ArcGIS Living Atlas

Show significant differences between two American Community Survey estimates

Comparing two numbers is often the first step of analysis. Informative maps are foundational to decision-support briefings and discussions, particularly ones that compare and contrast two values. ArcGIS Living Atlas of the World contains more than 100 layers of American Community Survey data from the U.S. Census Bureau that can highlight many social, demographic, economic, and housing topics, and smart mapping capabilities within ArcGIS Online make it easy to make maps that compare different values. One way to make these types of maps more informative is to show what differences are statistically significant and which ones are not.

What is statistical significance anyways?

When comparing two groups or two time periods, most analysts want to know: What is the difference between the two data points? In addition, skilled data analysts and statisticians will ask: What is the probability that this difference is real, and not simply due to getting a lucky (or unlucky) sample? In any data point that comes from a sample, there is always the possibility that the difference occurred through sampling error.
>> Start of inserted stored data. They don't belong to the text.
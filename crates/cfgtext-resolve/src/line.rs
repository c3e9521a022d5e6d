//! Line classification and key/value parsing.
//!
//! Every line of an edited document is classified exactly once into a
//! [`Line`]. Downstream code matches on the variant and never re-inspects the
//! raw text.

use crate::error::{ResolveError, ResolveResult};

/// Separator between a key and its value.
pub const KV_SEPARATOR: char = '=';

/// Separator between lines of a document.
pub const LINE_SEPARATOR: char = '\n';

/// Prefixes that mark a comment line.
pub const COMMENT_PREFIXES: &[char] = &['#', '!'];

/// The shape of a raw line before any key/value parsing.
#[derive(Clone, Copy, Debug, PartialEq, Eq)]
pub enum LineClass<'a> {
    /// Empty after trimming.
    Blank,
    /// Starts with `#` or `!` after trimming. Holds the trimmed text.
    Comment(&'a str),
    /// Anything else. Holds the trimmed text, still unparsed.
    Data(&'a str),
}

/// A fully parsed line of an edited document.
#[derive(Clone, Debug, PartialEq, Eq)]
pub enum Line {
    Blank,
    Comment(String),
    Data { key: String, value: String },
}

impl Line {
    /// Classify and parse one raw line. `line_num` is 1-based and only used
    /// to report a missing separator.
    pub fn parse(raw: &str, line_num: u32) -> ResolveResult<Self> {
        match classify(raw) {
            LineClass::Blank => Ok(Line::Blank),
            LineClass::Comment(text) => Ok(Line::Comment(text.to_string())),
            LineClass::Data(text) => {
                let (key, value) = parse_key_value(text, line_num)?;
                Ok(Line::Data { key, value })
            }
        }
    }

    pub fn is_blank(&self) -> bool {
        matches!(self, Line::Blank)
    }

    /// The comment text, if this is a comment line.
    pub fn comment_text(&self) -> Option<&str> {
        match self {
            Line::Comment(text) => Some(text),
            _ => None,
        }
    }
}

/// Classify a raw line. Never fails.
pub fn classify(raw: &str) -> LineClass<'_> {
    let trimmed = raw.trim();
    if trimmed.is_empty() {
        LineClass::Blank
    } else if trimmed.starts_with(COMMENT_PREFIXES) {
        LineClass::Comment(trimmed)
    } else {
        LineClass::Data(trimmed)
    }
}

/// Split a data line on the first `=`, trim both halves, and unescape the
/// value.
///
/// A line whose key trims to nothing is malformed: an item with an empty key
/// would read back as a blank line.
pub fn parse_key_value(text: &str, line_num: u32) -> ResolveResult<(String, String)> {
    let (key, value) = text
        .split_once(KV_SEPARATOR)
        .ok_or(ResolveError::MalformedLine { line_num })?;
    let key = key.trim();
    if key.is_empty() {
        return Err(ResolveError::MalformedLine { line_num });
    }
    Ok((key.to_string(), unescape_value(value.trim())))
}

/// Replace each literal two-character `\n` with a newline. Single pass: the
/// output is never rescanned.
pub fn unescape_value(value: &str) -> String {
    value.replace("\\n", "\n")
}

/// Inverse of [`unescape_value`], used when rendering items back to text.
pub fn escape_value(value: &str) -> String {
    value.replace('\n', "\\n")
}

/// Split a document into raw lines. No line is dropped, including an empty
/// trailing one, so `"a=1\n"` has two lines.
pub fn split_lines(text: &str) -> impl Iterator<Item = &str> {
    text.split(LINE_SEPARATOR)
}

#[cfg(test)]
mod tests {
    use super::*;

    #[test]
    fn classify_blank_lines() {
        assert_eq!(classify(""), LineClass::Blank);
        assert_eq!(classify("   \t"), LineClass::Blank);
        assert_eq!(classify("\r"), LineClass::Blank);
    }

    #[test]
    fn classify_comments_with_either_prefix() {
        assert_eq!(classify("# note"), LineClass::Comment("# note"));
        assert_eq!(classify("  !bang  "), LineClass::Comment("!bang"));
    }

    #[test]
    fn classify_everything_else_as_data() {
        assert_eq!(classify(" a = 1 "), LineClass::Data("a = 1"));
        assert_eq!(classify("justtext"), LineClass::Data("justtext"));
    }

    #[test]
    fn empty_key_is_malformed() {
        assert_eq!(
            parse_key_value("=v", 3),
            Err(ResolveError::MalformedLine { line_num: 3 })
        );
        assert_eq!(
            parse_key_value("  = v", 1),
            Err(ResolveError::MalformedLine { line_num: 1 })
        );
    }

    #[test]
    fn split_on_first_separator_only() {
        let (k, v) = parse_key_value("url = jdbc:x?a=b", 1).unwrap();
        assert_eq!(k, "url");
        assert_eq!(v, "jdbc:x?a=b");
    }

    #[test]
    fn empty_value_is_allowed() {
        let (k, v) = parse_key_value("k =", 1).unwrap();
        assert_eq!(k, "k");
        assert_eq!(v, "");
    }

    #[test]
    fn missing_separator_reports_line() {
        assert_eq!(
            parse_key_value("justtext", 7),
            Err(ResolveError::MalformedLine { line_num: 7 })
        );
    }

    #[test]
    fn escaped_newline_becomes_real_newline() {
        let (_, v) = parse_key_value(r"msg=a\nb", 1).unwrap();
        assert_eq!(v, "a\nb");
    }

    #[test]
    fn unescape_is_not_recursive() {
        // `\\n` is a backslash followed by `\n`; only the latter is replaced.
        assert_eq!(unescape_value(r"a\\nb"), "a\\\nb");
    }

    #[test]
    fn escape_inverts_unescape() {
        assert_eq!(escape_value("a\nb\nc"), r"a\nb\nc");
        assert_eq!(unescape_value(&escape_value("x\ny")), "x\ny");
    }

    #[test]
    fn split_keeps_trailing_empty_line() {
        let lines: Vec<_> = split_lines("a=1\n").collect();
        assert_eq!(lines, vec!["a=1", ""]);
        assert_eq!(split_lines("").count(), 1);
    }

    #[test]
    fn parse_produces_closed_variants() {
        assert_eq!(Line::parse("", 1).unwrap(), Line::Blank);
        assert_eq!(
            Line::parse("#c", 1).unwrap(),
            Line::Comment("#c".to_string())
        );
        assert_eq!(
            Line::parse("k=v", 1).unwrap(),
            Line::Data {
                key: "k".into(),
                value: "v".into()
            }
        );
    }
}
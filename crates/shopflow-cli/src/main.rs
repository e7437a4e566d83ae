use std::path::PathBuf;
use std::process::ExitCode;

use anyhow::{Context, Result};
use chrono::NaiveDate;
use clap::{Args, Parser, Subcommand};
use tracing::{error, info, warn};
use tracing_subscriber::EnvFilter;

use shopflow_core::config::DatabaseConfig;
use shopflow_core::db::{self, DbPool};
use shopflow_core::dimensions::DimensionLoader;
use shopflow_core::facts::FactLoader;
use shopflow_core::generator::{self, GeneratorConfig};
use shopflow_core::quality::{QualityChecker, QualityReport};
use shopflow_core::staging::StagingLoader;

mod report;

#[derive(Parser, Debug)]
#[command(author, version, about = "E-commerce warehouse ETL pipeline", long_about = None)]
struct Cli {
    #[command(subcommand)]
    command: Command,
}

#[derive(Subcommand, Debug)]
enum Command {
    /// Create the staging and warehouse schemas (runs database migrations)
    Migrate,
    /// Generate deterministic sample CSV extracts
    Generate(GenerateArgs),
    /// Load CSV extracts into the staging schema, replacing prior contents
    Stage(StageArgs),
    /// Populate warehouse dimensions from staging
    Dimensions(DimensionArgs),
    /// Populate warehouse fact tables from staging
    Facts,
    /// Run data quality checks and print the report
    Check(CheckArgs),
    /// Run the full pipeline: stage, dimensions, facts, quality checks
    Run(RunArgs),
}

#[derive(Args, Debug)]
struct GenerateArgs {
    /// Directory the CSV extracts are written to
    #[arg(long, default_value = "data/raw")]
    dir: PathBuf,
    #[arg(long, default_value_t = 5000)]
    customers: usize,
    #[arg(long, default_value_t = 500)]
    products: usize,
    #[arg(long, default_value_t = 20000)]
    orders: usize,
    #[arg(long, default_value_t = 42)]
    seed: u64,
}

#[derive(Args, Debug)]
struct StageArgs {
    /// Directory holding the CSV extracts
    #[arg(long, default_value = "data/raw")]
    dir: PathBuf,
}

#[derive(Args, Debug)]
struct DimensionArgs {
    /// First day of the pre-generated date dimension range
    #[arg(long, default_value = "2022-01-01")]
    start: NaiveDate,
    /// Last day of the pre-generated date dimension range (inclusive)
    #[arg(long, default_value = "2025-12-31")]
    end: NaiveDate,
}

#[derive(Args, Debug)]
struct CheckArgs {
    /// Print the report as JSON instead of a table
    #[arg(long)]
    json: bool,
}

#[derive(Args, Debug)]
struct RunArgs {
    #[arg(long, default_value = "data/raw")]
    dir: PathBuf,
    #[arg(long, default_value = "2022-01-01")]
    start: NaiveDate,
    #[arg(long, default_value = "2025-12-31")]
    end: NaiveDate,
    /// Print the quality report as JSON instead of a table
    #[arg(long)]
    json: bool,
}

/// What a finished invocation means for the process exit status. Quality
/// failures are a distinct, non-crash outcome.
enum Outcome {
    Clean,
    QualityFailed,
}

#[tokio::main]
async fn main() -> ExitCode {
    tracing_subscriber::fmt()
        .with_env_filter(EnvFilter::try_from_default_env().unwrap_or_else(|_| EnvFilter::new("info")))
        .init();

    match dispatch().await {
        Ok(Outcome::Clean) => ExitCode::SUCCESS,
        Ok(Outcome::QualityFailed) => {
            warn!("Some data quality checks failed");
            ExitCode::from(1)
        }
        Err(err) => {
            error!("Pipeline failed: {err:#}");
            ExitCode::from(2)
        }
    }
}

async fn dispatch() -> Result<Outcome> {
    let cli = Cli::parse();

    match cli.command {
        Command::Migrate => {
            let pool = connect_pool().await?;
            db::run_migrations(&pool).await?;
            info!("Database migrations applied");
            Ok(Outcome::Clean)
        }
        Command::Generate(args) => {
            let config = GeneratorConfig {
                customers: args.customers,
                products: args.products,
                orders: args.orders,
                seed: args.seed,
            };
            generator::generate_all(&config, &args.dir)?;
            Ok(Outcome::Clean)
        }
        Command::Stage(args) => {
            let pool = connect_pool().await?;
            run_stage(&pool, &args.dir).await?;
            Ok(Outcome::Clean)
        }
        Command::Dimensions(args) => {
            let pool = connect_pool().await?;
            run_dimensions(&pool, args.start, args.end).await?;
            Ok(Outcome::Clean)
        }
        Command::Facts => {
            let pool = connect_pool().await?;
            run_facts(&pool).await?;
            Ok(Outcome::Clean)
        }
        Command::Check(args) => {
            let pool = connect_pool().await?;
            let report = run_checks(&pool, args.json).await?;
            Ok(outcome_for(&report))
        }
        Command::Run(args) => {
            let pool = connect_pool().await?;

            info!("Step 1/4: loading staging tables");
            run_stage(&pool, &args.dir).await?;

            info!("Step 2/4: populating dimensions");
            run_dimensions(&pool, args.start, args.end).await?;

            info!("Step 3/4: populating facts");
            run_facts(&pool).await?;

            info!("Step 4/4: running quality checks");
            let report = run_checks(&pool, args.json).await?;
            Ok(outcome_for(&report))
        }
    }
}

async fn connect_pool() -> Result<DbPool> {
    dotenvy::dotenv().ok();
    let url = DatabaseConfig::resolve_url()
        .context("DATABASE_URL or the DB_* variables must be set")?;
    db::connect_url(&url)
        .await
        .context("failed to connect to the warehouse database")
}

async fn run_stage(pool: &DbPool, dir: &std::path::Path) -> Result<()> {
    let summary = StagingLoader::new(pool).load_all_sources(dir).await?;
    info!(rows = summary.total_rows(), "Staging tables replaced");
    Ok(())
}

async fn run_dimensions(pool: &DbPool, start: NaiveDate, end: NaiveDate) -> Result<()> {
    DimensionLoader::new(pool)
        .load_all(start, end)
        .await
        .context("dimension load failed; ensure `shopflow migrate` and `shopflow stage` have run")?;
    Ok(())
}

async fn run_facts(pool: &DbPool) -> Result<()> {
    FactLoader::new(pool).load_all().await.context(
        "fact load failed; ensure `shopflow migrate`, `shopflow stage` and `shopflow dimensions` have run",
    )?;
    Ok(())
}

async fn run_checks(pool: &DbPool, json: bool) -> Result<QualityReport> {
    let report = QualityChecker::new(pool).run_all_checks().await?;
    if json {
        println!("{}", serde_json::to_string_pretty(&report)?);
    } else {
        println!("{}", report::render(&report));
    }
    Ok(report)
}

fn outcome_for(report: &QualityReport) -> Outcome {
    if report.all_passed() {
        Outcome::Clean
    } else {
        Outcome::QualityFailed
    }
}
If the probability of the difference being due to sampling error is small, then we say that our observation of the difference is statistically significant.

A statistically significant difference is not necessarily a big difference. In fact, with larger samples, the chance of a difference being statistically significant is higher, even if the difference itself is not very large. Conversely, large differences might not be statistically significant, particularly if there was a small sample.

Think of "statistical significance" as likely to be true in the whole population, and likely to be observed again if another sample is drawn.

The Census Bureau uses a 90 percent confidence level as their standard, which means the cutoff for the probability of the difference being due to sampling error is 10 percent (or p<.1). If the difference between two estimates is at least 90 percent likely to be observed in the full population, or 90 percent likely to be observed again if another sample is drawn, then we say the difference is statistically significant. The Census Bureau provides a Statistical Testing Tool which uses the estimates and the margins of error to test for statistical significance. For more information, see ArcGIS Pro documentation titled What is a z-score? What is a p-value?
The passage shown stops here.